(YOUR INSTRUCTIONS): Each line shown below should be copied exactly.

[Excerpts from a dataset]

______________________________

//! # amity-ranking
//!
//! Turns a completed ratings matrix into ordered, badged results:
//! the full ranking for standard runs, head-to-head summaries for versus
//! duels, podium standings for themed evaluations.

pub mod aggregate;
pub mod themed;
pub mod versus;

pub use aggregate::aggregate;
pub use themed::{themed_standings, PodiumTier, ThemedStanding};
pub use versus::{summarize_duel, FriendDuelOutcome, TraitDuel, VersusSummary, VictoryBand};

______________________________

(WRITTEN SOLUTION):
//! # amity-ranking
//!
//! Turns a completed ratings matrix into ordered, badged results:
//! the full ranking for standard runs, head-to-head summaries for versus
//! duels, podium standings for themed evaluations.

pub mod aggregate;
pub mod themed;
pub mod versus;

pub use aggregate::aggregate;
pub use themed::{themed_standings, PodiumTier, ThemedStanding};
pub use versus::{summarize_duel, FriendDuelOutcome, TraitDuel, VersusSummary, VictoryBand};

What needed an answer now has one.